Edit: Sorry to waste your time. It turns out that this approximation is not very fast after all. It probably has to do with the array indices.

#85}:+()___ (Smile)

Member

• Members
• 169 posts

Posted 24 January 2011 - 03:16 PM

Found this interesting algorithm and wonder, why use extra multiplication?

It is possible to use only 4 multiplication instead of 5 in the original algorithm.


float sine(float x)

{

const float pi = 3.1415926536f;

const float P = 0.225f;

const float A = 16 * sqrt(P);

const float B = (1 - P) / sqrt(P);

float y = x / (2 * pi);

//   mulps xmm0, inv2PI

y = y - floor(y + 0.5);  // y in range -0.5..0.5

// using SSE2 here, RN flag set

//   cvtps2dq xmm1, xmm0

//   cvtdq2ps xmm1, xmm1

//   subps xmm0, xmm1

y = A * y * (0.5 - abs(y));

//   movaps xmm1, xmm0

//   andps xmm1, abs

//   subps xmm1, half

//   mulps xmm0, xmm1

//   mulps xmm0, minusA

return y * (B + abs(y));

//   movaps xmm1, xmm0

//   andps xmm1, abs

//   mulps xmm0, xmm1

}



Sorry my broken english!

#86Nick

Senior Member

• Members
• 1227 posts

Posted 24 January 2011 - 11:12 PM

'}:+()___ [Smile said:

']Found this interesting algorithm and wonder, why use extra multiplication?

It is possible to use only 4 multiplication instead of 5 in the original algorithm.
Finally someone notices! :happy:

Indeed one more multiply can be eliminated. It was a remnant of using the generic parabola formula A + B * x + C * x^2. With A being 0 it can be simplified to x * (B + C * x).

The second part can also be optimized. Instead of computing Q * y + P * y * abs(y) as P * (y * abs(y) - y) + y, which is possible since Q + P = 1, it can also be rewritten as y * (Q + P * abs(y)). This eliminates the subtraction.

#87Dan_Ritchie

New Member

• Members
• 16 posts

Posted 24 February 2011 - 09:16 PM

I thought I'd try to get this all together into a function that loops before/after pi/-pi.

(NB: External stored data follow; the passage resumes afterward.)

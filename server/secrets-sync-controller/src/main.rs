mod settings;

use anyhow::Context;
use clap::Parser;
use futures::TryStreamExt;
use kube::runtime::watcher::Event;
use kube::runtime::{watcher, WatchStreamExt};
use kube::{Api, Client, CustomResourceExt, ResourceExt};
use metrics_exporter_prometheus::PrometheusBuilder;
use secrets_sync::crd::SyncedSecret;
use secrets_sync::kube_adapters::{KubeNamespacePolicies, KubeSecretStore};
use secrets_sync::providers::AwsSecretsManagerClient;
use secrets_sync::{metrics, runtime, Reconciler, SecretCache};
use settings::{LogFormat, Settings};
use std::sync::Arc;
use tokio_util::sync::CancellationToken;
use tracing::{info, warn};
use tracing_subscriber::{
    fmt::{self, time::ChronoUtc},
    layer::SubscriberExt,
    util::SubscriberInitExt,
    EnvFilter,
};

#[tokio::main]
async fn main() -> anyhow::Result<()> {
    dotenvy::dotenv().ok();
    let settings = Settings::parse();

    if settings.print_crd {
        print!("{}", serde_yaml::to_string(&SyncedSecret::crd())?);
        return Ok(());
    }

    init_tracing(settings.log_format);

    let config = settings.to_config();
    config.validate().context("invalid configuration")?;
    info!(
        version = env!("CARGO_PKG_VERSION"),
        list_interval_secs = config.list_interval.as_secs(),
        sync_interval_secs = config.sync_interval.as_secs(),
        max_propagation_secs = config.max_propagation_delay().as_secs(),
        "Starting secrets sync controller"
    );

    PrometheusBuilder::new()
        .with_http_listener(settings.metrics_addr)
        .install()
        .context("failed to install Prometheus exporter")?;
    metrics::describe_metrics();
    info!(addr = %settings.metrics_addr, "Metrics exporter listening");

    let remote = AwsSecretsManagerClient::new(&config.provider)
        .await
        .context("failed to configure AWS Secrets Manager client")?;
    let kube_client = Client::try_default()
        .await
        .context("failed to create Kubernetes client")?;

    let cache = Arc::new(SecretCache::new(Arc::new(remote), config.cache.max_entries));
    let reconciler = Arc::new(Reconciler::new(
        cache.clone(),
        Arc::new(KubeNamespacePolicies::new(
            kube_client.clone(),
            config.namespace_annotation.clone(),
        )),
        Arc::new(KubeSecretStore::new(kube_client.clone())),
        &config,
    ));

    let shutdown = CancellationToken::new();
    let watch = tokio::spawn(watch_synced_secrets(
        kube_client,
        reconciler.clone(),
        shutdown.clone(),
    ));
    let (list, sync) = runtime::spawn(cache, reconciler, &config, shutdown.clone());

    tokio::signal::ctrl_c()
        .await
        .context("failed to listen for shutdown signal")?;
    info!("Shutdown requested");
    shutdown.cancel();

    let (watch, list, sync) = tokio::join!(watch, list, sync);
    for result in [watch, list, sync] {
        if let Err(e) = result {
            warn!(error = %e, "Background task ended abnormally");
        }
    }
    info!("Secrets sync controller stopped");
    Ok(())
}

fn init_tracing(format: LogFormat) {
    let env_filter = EnvFilter::try_from_default_env().unwrap_or_else(|_| {
        "secrets_sync=info,secrets_sync_controller=info,kube=warn,aws_config=warn".into()
    });

    match format {
        LogFormat::Pretty => tracing_subscriber::registry()
            .with(env_filter)
            .with(
                fmt::layer()
                    .with_target(true)
                    .with_timer(ChronoUtc::rfc_3339())
                    .with_level(true),
            )
            .init(),
        LogFormat::Json => tracing_subscriber::registry()
            .with(env_filter)
            .with(
                fmt::layer()
                    .with_target(false)
                    .with_timer(ChronoUtc::rfc_3339())
                    .with_ansi(false)
                    .json(),
            )
            .init(),
    }
}

/// Feed SyncedSecret watch events into the reconciler until shutdown.
async fn watch_synced_secrets(
    client: Client,
    reconciler: Arc<Reconciler>,
    shutdown: CancellationToken,
) {
    let api: Api<SyncedSecret> = Api::all(client);
    let events = watcher(api, watcher::Config::default()).default_backoff();
    futures::pin_mut!(events);

    loop {
        tokio::select! {
            _ = shutdown.cancelled() => break,
            event = events.try_next() => match event {
                Ok(Some(Event::Applied(object))) => reconciler.apply(&object).await,
                Ok(Some(Event::Deleted(object))) => {
                    if let Some(namespace) = object.namespace() {
                        reconciler.remove(&namespace, &object.name_any()).await;
                    }
                }
                Ok(Some(Event::Restarted(objects))) => {
                    info!(count = objects.len(), "SyncedSecret watch (re)started");
                    reconciler.restart(&objects).await;
                }
                Ok(None) => {
                    warn!("SyncedSecret watch stream ended");
                    break;
                }
                Err(e) => warn!(error = %e, "SyncedSecret watch error"),
            }
        }
    }
}
//! Turns a mapping spec into the document written to the output store

use crate::cache::SecretCache;
use crate::mapping::{DataEntry, DataSource, MappingSpec};
use crate::template::TemplateRenderer;
use crate::{ResolvedDocument, Result, SecretValue, SyncError};
use std::sync::Arc;
use tracing::debug;

/// Stateless apart from the shared cache; safe to use from many tasks at once.
pub struct Resolver {
    cache: Arc<SecretCache>,
    templates: TemplateRenderer,
}

impl Resolver {
    pub fn new(cache: Arc<SecretCache>) -> Self {
        Self {
            templates: TemplateRenderer::new(Arc::clone(&cache)),
            cache,
        }
    }

    /// Resolve every entry of `spec`, fetching secret values with `role`.
    ///
    /// The first failing entry aborts the whole document.
    pub async fn resolve(&self, spec: &MappingSpec, role: &str) -> Result<ResolvedDocument> {
        match spec {
            MappingSpec::DataFrom { secret_name } => self.import_all(secret_name, role).await,
            MappingSpec::Data(entries) => {
                let mut document = ResolvedDocument::new();
                for entry in entries {
                    let value = self.resolve_entry(entry, role).await?;
                    document.insert(entry.name.clone(), value);
                }
                Ok(document)
            }
        }
    }

    async fn resolve_entry(&self, entry: &DataEntry, role: &str) -> Result<Vec<u8>> {
        debug!(entry = %entry.name, "Resolving data entry");

        match &entry.source {
            DataSource::Literal(value) => Ok(value.as_bytes().to_vec()),
            DataSource::KeyRef {
                secret_name,
                secret_key,
            } => {
                let cached = self.cache.get_value(secret_name, role).await?;
                let map = cached
                    .value
                    .as_map()
                    .ok_or_else(|| SyncError::TypeMismatch(secret_name.clone()))?;
                map.get(secret_key)
                    .map(|value| value.as_bytes().to_vec())
                    .ok_or_else(|| SyncError::KeyNotFound {
                        secret: secret_name.clone(),
                        key: secret_key.clone(),
                    })
            }
            DataSource::WholeValueRef { secret_name } => {
                let cached = self.cache.get_value(secret_name, role).await?;
                Ok(cached.value.to_bytes())
            }
            DataSource::Template(body) => {
                let rendered = self.templates.render(body, role).await?;
                Ok(rendered.into_bytes())
            }
        }
    }

    async fn import_all(&self, secret_name: &str, role: &str) -> Result<ResolvedDocument> {
        let cached = self.cache.get_value(secret_name, role).await?;
        match cached.value {
            SecretValue::Map { map, .. } => Ok(map
                .into_iter()
                .map(|(key, value)| (key, value.into_bytes()))
                .collect()),
            SecretValue::Bytes(_) => Err(SyncError::NotAMap(secret_name.to_string())),
        }
    }
}
//! AWS Secrets Manager client

use async_trait::async_trait;
use aws_config::BehaviorVersion;
use aws_sdk_secretsmanager::config::{Credentials, Region};
use aws_sdk_secretsmanager::error::DisplayErrorContext;
use aws_sdk_secretsmanager::Client;
use crate::config::AwsSecretsManagerConfig;
use crate::providers::{SecretClient, SecretVersion};
use crate::{Result, RoleCredentials, SecretDescriptor, SyncError};
use secrecy::{ExposeSecret, SecretString};
use std::collections::HashMap;
use std::future::Future;
use std::time::SystemTime;
use tokio::sync::Mutex;
use tracing::{debug, info, warn};

const LIST_PAGE_SIZE: i32 = 100;

pub struct AwsSecretsManagerClient {
    client: Client,
    sts: aws_sdk_sts::Client,
    sdk_config: aws_config::SdkConfig,
    session_name: String,
    assumed: CredentialCache,
}

/// Assumed-role credentials, reused until close to expiry.
#[derive(Default)]
struct CredentialCache {
    entries: Mutex<HashMap<String, RoleCredentials>>,
}

impl CredentialCache {
    /// Cached credentials for `role`, or the result of `assume` on a miss.
    ///
    /// The lock is not held while `assume` runs.
    async fn get_or_assume<F, Fut>(&self, role: &str, assume: F) -> Result<RoleCredentials>
    where
        F: FnOnce() -> Fut,
        Fut: Future<Output = Result<RoleCredentials>>,
    {
        if let Some(credentials) = self.entries.lock().await.get(role) {
            if credentials.is_fresh(chrono::Duration::minutes(5)) {
                return Ok(credentials.clone());
            }
        }

        let credentials = assume().await?;
        self.entries
            .lock()
            .await
            .insert(role.to_string(), credentials.clone());
        Ok(credentials)
    }
}

impl AwsSecretsManagerClient {
    pub async fn new(config: &AwsSecretsManagerConfig) -> Result<Self> {
        let mut loader = aws_config::defaults(BehaviorVersion::latest());

        if let Some(region) = &config.region {
            loader = loader.region(Region::new(region.clone()));
        }
        if let Some(endpoint) = &config.endpoint_url {
            loader = loader.endpoint_url(endpoint);
        }

        let sdk_config = loader.load().await;
        if sdk_config.region().is_none() {
            return Err(SyncError::Config(
                "no AWS region configured (set AWS_REGION)".to_string(),
            ));
        }

        info!(
            region = ?sdk_config.region(),
            "AWS Secrets Manager client initialized"
        );

        Ok(Self {
            client: Client::new(&sdk_config),
            sts: aws_sdk_sts::Client::new(&sdk_config),
            sdk_config,
            session_name: config.role_session_name.clone(),
            assumed: CredentialCache::default(),
        })
    }

    async fn request_credentials(&self, role: &str) -> Result<RoleCredentials> {
        debug!(role, "Assuming role");

        let response = self
            .sts
            .assume_role()
            .role_arn(role)
            .role_session_name(&self.session_name)
            .send()
            .await
            .map_err(|e| SyncError::fetch(role, aws_sdk_sts::error::DisplayErrorContext(&e)))?;

        let issued = response
            .credentials()
            .ok_or_else(|| SyncError::fetch(role, "AssumeRole returned no credentials"))?;

        Ok(RoleCredentials {
            role: role.to_string(),
            access_key_id: issued.access_key_id().to_string(),
            secret_access_key: SecretString::new(issued.secret_access_key().to_string()),
            session_token: Some(SecretString::new(issued.session_token().to_string())),
            expiration: chrono::DateTime::from_timestamp(issued.expiration().secs(), 0),
        })
    }

    /// Client that signs requests with assumed-role credentials.
    fn scoped_client(&self, credentials: &RoleCredentials) -> Client {
        let provider = Credentials::new(
            credentials.access_key_id.clone(),
            credentials.secret_access_key.expose_secret().clone(),
            credentials
                .session_token
                .as_ref()
                .map(|token| token.expose_secret().clone()),
            credentials.expiration.map(SystemTime::from),
            "secrets-sync-assume-role",
        );

        let conf = aws_sdk_secretsmanager::config::Builder::from(&self.sdk_config)
            .credentials_provider(provider)
            .build();

        Client::from_conf(conf)
    }

    async fn current_version(&self, id: &str) -> Result<Option<String>> {
        let versions = self.list_secret_versions(id).await?;
        Ok(versions
            .into_iter()
            .find(SecretVersion::is_current)
            .map(|v| v.version_id))
    }
}

#[async_trait]
impl SecretClient for AwsSecretsManagerClient {
    fn name(&self) -> &str {
        "aws-secrets-manager"
    }

    async fn list_secrets(&self) -> Result<Vec<SecretDescriptor>> {
        debug!("Listing secrets from AWS Secrets Manager");

        let mut descriptors = Vec::new();
        let mut next_token: Option<String> = None;

        loop {
            let response = self
                .client
                .list_secrets()
                .max_results(LIST_PAGE_SIZE)
                .set_next_token(next_token.take())
                .send()
                .await
                .map_err(|e| SyncError::fetch("*", DisplayErrorContext(&e)))?;

            for entry in response.secret_list() {
                let Some(name) = entry.name() else {
                    continue;
                };

                let tags = entry
                    .tags()
                    .iter()
                    .filter_map(|tag| {
                        Some((tag.key()?.to_string(), tag.value().unwrap_or("").to_string()))
                    })
                    .collect::<HashMap<_, _>>();

                let listed_version = entry.secret_versions_to_stages().and_then(|stages| {
                    stages
                        .iter()
                        .find(|(_, labels)| labels.iter().any(|l| l == super::CURRENT_STAGE))
                        .map(|(version, _)| version.clone())
                });

                let version_id = match listed_version {
                    Some(version) => version,
                    None => match self.current_version(name).await {
                        Ok(Some(version)) => version,
                        Ok(None) => {
                            warn!(secret = name, "Secret has no current version, skipping");
                            continue;
                        }
                        Err(e) => {
                            warn!(secret = name, error = %e, "Could not resolve current version, skipping");
                            continue;
                        }
                    },
                };

                descriptors.push(SecretDescriptor {
                    id: name.to_string(),
                    tags,
                    version_id,
                });
            }

            match response.next_token() {
                Some(token) => next_token = Some(token.to_string()),
                None => break,
            }
        }

        Ok(descriptors)
    }

    async fn list_secret_versions(&self, id: &str) -> Result<Vec<SecretVersion>> {
        debug!("Listing versions for secret: {}", id);

        let response = self
            .client
            .list_secret_version_ids()
            .secret_id(id)
            .send()
            .await
            .map_err(|e| {
                if e.as_service_error()
                    .map(|se| se.is_resource_not_found_exception())
                    .unwrap_or(false)
                {
                    SyncError::NotFound(id.to_string())
                } else {
                    SyncError::fetch(id, DisplayErrorContext(&e))
                }
            })?;

        Ok(response
            .versions()
            .iter()
            .filter_map(|entry| {
                Some(SecretVersion {
                    version_id: entry.version_id()?.to_string(),
                    stages: entry.version_stages().to_vec(),
                })
            })
            .collect())
    }

    async fn assume_role(&self, role: &str) -> Result<RoleCredentials> {
        self.assumed
            .get_or_assume(role, || self.request_credentials(role))
            .await
    }


    async fn get_secret_value(
        &self,
        id: &str,
        version_id: &str,
        credentials: Option<&RoleCredentials>,
    ) -> Result<Vec<u8>> {
        debug!(secret = id, version = version_id, "Getting secret from AWS Secrets Manager");

        let client = match credentials {
            Some(credentials) => self.scoped_client(credentials),
            None => self.client.clone(),
        };

        let response = client
            .get_secret_value()
            .secret_id(id)
            .version_id(version_id)
            .send()
            .await
            .map_err(|e| {
                if e.as_service_error()
                    .map(|se| se.is_resource_not_found_exception())
                    .unwrap_or(false)
                {
                    SyncError::NotFound(id.to_string())
                } else {
                    SyncError::fetch(id, DisplayErrorContext(&e))
                }
            })?;

        if let Some(value) = response.secret_string() {
            return Ok(value.as_bytes().to_vec());
        }

        response
            .secret_binary()
            .map(|blob| blob.as_ref().to_vec())
            .ok_or_else(|| SyncError::fetch(id, "secret has neither a string nor a binary value"))
    }
}
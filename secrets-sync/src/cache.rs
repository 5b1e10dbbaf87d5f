//! Two-tier secret cache
//!
//! The descriptor tier mirrors the remote secret list and is replaced wholesale
//! on every refresh. The value tier holds fetched payloads keyed by
//! `(id, version)`, so a value is fetched again only after a refresh reports a
//! new version for its secret. Concurrent misses on the same key share a
//! single remote fetch.

use crate::metrics;
use crate::providers::SecretClient;
use crate::{CachedValue, Result, SecretDescriptor, SecretValue, SyncError};
use moka::future::Cache;
use std::collections::HashMap;
use std::sync::Arc;
use tokio::sync::RwLock;
use tracing::{debug, info, warn};

#[derive(Debug, Clone, PartialEq, Eq, Hash)]
struct ValueKey {
    id: String,
    version_id: String,
}

pub struct SecretCache {
    client: Arc<dyn SecretClient>,
    descriptors: RwLock<Arc<HashMap<String, SecretDescriptor>>>,
    values: Cache<ValueKey, CachedValue>,
}

impl SecretCache {
    pub fn new(client: Arc<dyn SecretClient>, max_entries: u64) -> Self {
        let values = Cache::builder().max_capacity(max_entries).build();

        Self {
            client,
            descriptors: RwLock::new(Arc::new(HashMap::new())),
            values,
        }
    }

    /// Replace the descriptor set with a fresh remote listing.
    ///
    /// On failure the previous descriptor set stays in place.
    pub async fn refresh_list(&self) -> Result<usize> {
        let listed = match self.client.list_secrets().await {
            Ok(listed) => listed,
            Err(e) => {
                warn!(
                    client = self.client.name(),
                    error = %e,
                    "Secret list refresh failed, keeping previous descriptors"
                );
                metrics::record_list_refresh(false);
                return Err(e);
            }
        };

        let fresh: Arc<HashMap<String, SecretDescriptor>> = Arc::new(
            listed
                .into_iter()
                .map(|descriptor| (descriptor.id.clone(), descriptor))
                .collect(),
        );

        let previous = {
            let mut guard = self.descriptors.write().await;
            std::mem::replace(&mut *guard, Arc::clone(&fresh))
        };

        let mut superseded = 0usize;
        for (id, old) in previous.iter() {
            let unchanged = fresh
                .get(id)
                .map(|current| current.version_id == old.version_id)
                .unwrap_or(false);
            if !unchanged {
                self.values
                    .invalidate(&ValueKey {
                        id: id.clone(),
                        version_id: old.version_id.clone(),
                    })
                    .await;
                superseded += 1;
            }
        }

        metrics::record_list_refresh(true);
        metrics::set_cached_descriptors(fresh.len());
        info!(
            descriptors = fresh.len(),
            superseded,
            "Secret list refreshed"
        );

        Ok(fresh.len())
    }

    /// Value of `id` at its current version, fetched with `role` on a miss.
    ///
    /// An empty `role` fetches with the controller's own identity. Values are
    /// shared across roles: a hit is served without asking the remote service
    /// whether `role` may read the secret, so namespace policy is the only
    /// check once any permitted role has fetched it.
    pub async fn get_value(&self, id: &str, role: &str) -> Result<CachedValue> {
        let descriptor = self
            .descriptor(id)
            .await
            .ok_or_else(|| SyncError::NotFound(id.to_string()))?;

        let key = ValueKey {
            id: descriptor.id.clone(),
            version_id: descriptor.version_id.clone(),
        };

        let client = Arc::clone(&self.client);
        let role = role.to_string();

        let value = self
            .values
            .try_get_with(key.clone(), async move {
                debug!(secret = %descriptor.id, version = %descriptor.version_id, "Fetching secret value");

                let credentials = if role.is_empty() {
                    None
                } else {
                    Some(client.assume_role(&role).await?)
                };

                let fetched = client
                    .get_secret_value(&descriptor.id, &descriptor.version_id, credentials.as_ref())
                    .await;
                metrics::record_remote_fetch(fetched.is_ok());

                Ok::<_, SyncError>(CachedValue {
                    version_id: descriptor.version_id,
                    value: SecretValue::parse(fetched?),
                })
            })
            .await
            .map_err(|e| (*e).clone())?;

        // A refresh may have superseded the version while it was being fetched
        let current = self.descriptor(id).await.map(|d| d.version_id);
        if current.as_deref() != Some(key.version_id.as_str()) {
            self.values.invalidate(&key).await;
        }
        Ok(value)
    }

    pub async fn descriptor(&self, id: &str) -> Option<SecretDescriptor> {
        self.descriptors.read().await.get(id).cloned()
    }

    /// Snapshot of every known descriptor, ordered by id.
    pub async fn list_descriptors(&self) -> Vec<SecretDescriptor> {
        let snapshot = Arc::clone(&*self.descriptors.read().await);
        let mut descriptors: Vec<SecretDescriptor> = snapshot.values().cloned().collect();
        descriptors.sort_by(|a, b| a.id.cmp(&b.id));
        descriptors
    }

    pub async fn descriptor_count(&self) -> usize {
        self.descriptors.read().await.len()
    }

    /// Drop every cached value; descriptors are kept.
    pub fn invalidate_all(&self) {
        self.values.invalidate_all();
    }
}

I might have missed a few optimizations along the way, but there's no divides and no branching, so I think it lends itself to sse, and works with positive/negative inputs. Somebody care to check me on this?

inline float sine(float x)
{
const float B = 4/PI;
const float C = -4/(PI*PI);
const float recip2 = 1 / (PI * 2);
const float pi2 = PI * 2;
float y;

//convert the input value to a range of 0 to 1
x = (x + PI) * recip2;
//make it loop
x -= (long)(x-(x<0));
//convert back from 0-1 to -pi to +pi.
x = (x * pi2) - PI;
//original function
y = B * x + C * x * abs(x); //can abs be inlined? It's a matter of turning off the sign bit.
return (y);
//left out the higher precision.
}

inline float cosine(float x)
{
const float B = 4/PI;
const float C = -4/(PI*PI);
float y;
const float recip2 = 1 / (PI * 2);
const float pi2 = PI * 2;
const float hpi=PI/2;
x+=hpi; //shift for cosine
x = (x + PI) * recip2;
x -= (long)(x-(x<0));
x = (x * pi2) - PI;
y = B * x + C * x * abs(x);
return (y);
}

#88Kenneth Gorking

Senior Member

• Members
• 939 posts

Posted 25 February 2011 - 07:52 AM

(x<0) creates a branch :)
The deviation also get pretty high, up to 0.056.
"Stupid bug! You go squish now!!" - Homer Simpson

#89Dan_Ritchie

New Member

• Members
• 16 posts

Posted 25 February 2011 - 06:18 PM

My x86 is a little rusty. I grew up in 68000 land, and I really don't know how the x86 c compiler works, but it looks like it may be doing a branch? So, is binary logic without branching not possible on x86? I remember doing it in mmx once, but does the normal x86 allow for it? Is there anything similar to test and set, where you compare two values and set a result?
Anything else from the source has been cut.